DIRECTIONS:
Each line of the data below holding the word "pipeline" must be copied.
== MATERIAL TO PROCESS
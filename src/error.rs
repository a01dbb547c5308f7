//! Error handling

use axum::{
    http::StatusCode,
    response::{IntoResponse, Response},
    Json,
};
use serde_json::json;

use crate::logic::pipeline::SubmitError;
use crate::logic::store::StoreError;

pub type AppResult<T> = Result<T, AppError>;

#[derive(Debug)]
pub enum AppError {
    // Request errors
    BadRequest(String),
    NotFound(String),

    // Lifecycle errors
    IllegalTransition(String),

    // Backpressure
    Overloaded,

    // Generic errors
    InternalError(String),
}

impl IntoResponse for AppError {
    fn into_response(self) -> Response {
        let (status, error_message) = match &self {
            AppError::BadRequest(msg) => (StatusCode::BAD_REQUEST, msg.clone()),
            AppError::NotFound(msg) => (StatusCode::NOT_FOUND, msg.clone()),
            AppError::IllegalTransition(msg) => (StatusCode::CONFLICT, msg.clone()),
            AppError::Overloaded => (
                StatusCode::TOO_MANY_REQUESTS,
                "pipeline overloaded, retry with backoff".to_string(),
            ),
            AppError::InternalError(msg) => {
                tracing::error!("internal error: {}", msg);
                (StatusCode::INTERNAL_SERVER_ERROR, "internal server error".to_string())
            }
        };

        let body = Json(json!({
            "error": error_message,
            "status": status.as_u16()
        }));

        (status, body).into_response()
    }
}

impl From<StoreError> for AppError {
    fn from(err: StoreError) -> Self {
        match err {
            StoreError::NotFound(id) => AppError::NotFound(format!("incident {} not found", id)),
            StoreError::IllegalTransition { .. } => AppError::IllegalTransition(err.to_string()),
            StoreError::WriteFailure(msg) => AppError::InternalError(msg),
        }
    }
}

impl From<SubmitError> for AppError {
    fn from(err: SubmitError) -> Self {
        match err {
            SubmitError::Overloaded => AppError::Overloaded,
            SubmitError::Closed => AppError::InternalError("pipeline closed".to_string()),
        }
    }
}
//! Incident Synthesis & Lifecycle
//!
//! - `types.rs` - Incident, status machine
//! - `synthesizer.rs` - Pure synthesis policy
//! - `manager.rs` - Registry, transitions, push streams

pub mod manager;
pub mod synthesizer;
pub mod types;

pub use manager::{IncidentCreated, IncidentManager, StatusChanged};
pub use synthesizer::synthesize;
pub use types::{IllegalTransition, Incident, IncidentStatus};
====
SOLUTION:
use crate::logic::pipeline::SubmitError;
                "pipeline overloaded, retry with backoff".to_string(),
            SubmitError::Closed => AppError::InternalError("pipeline closed".to_string()),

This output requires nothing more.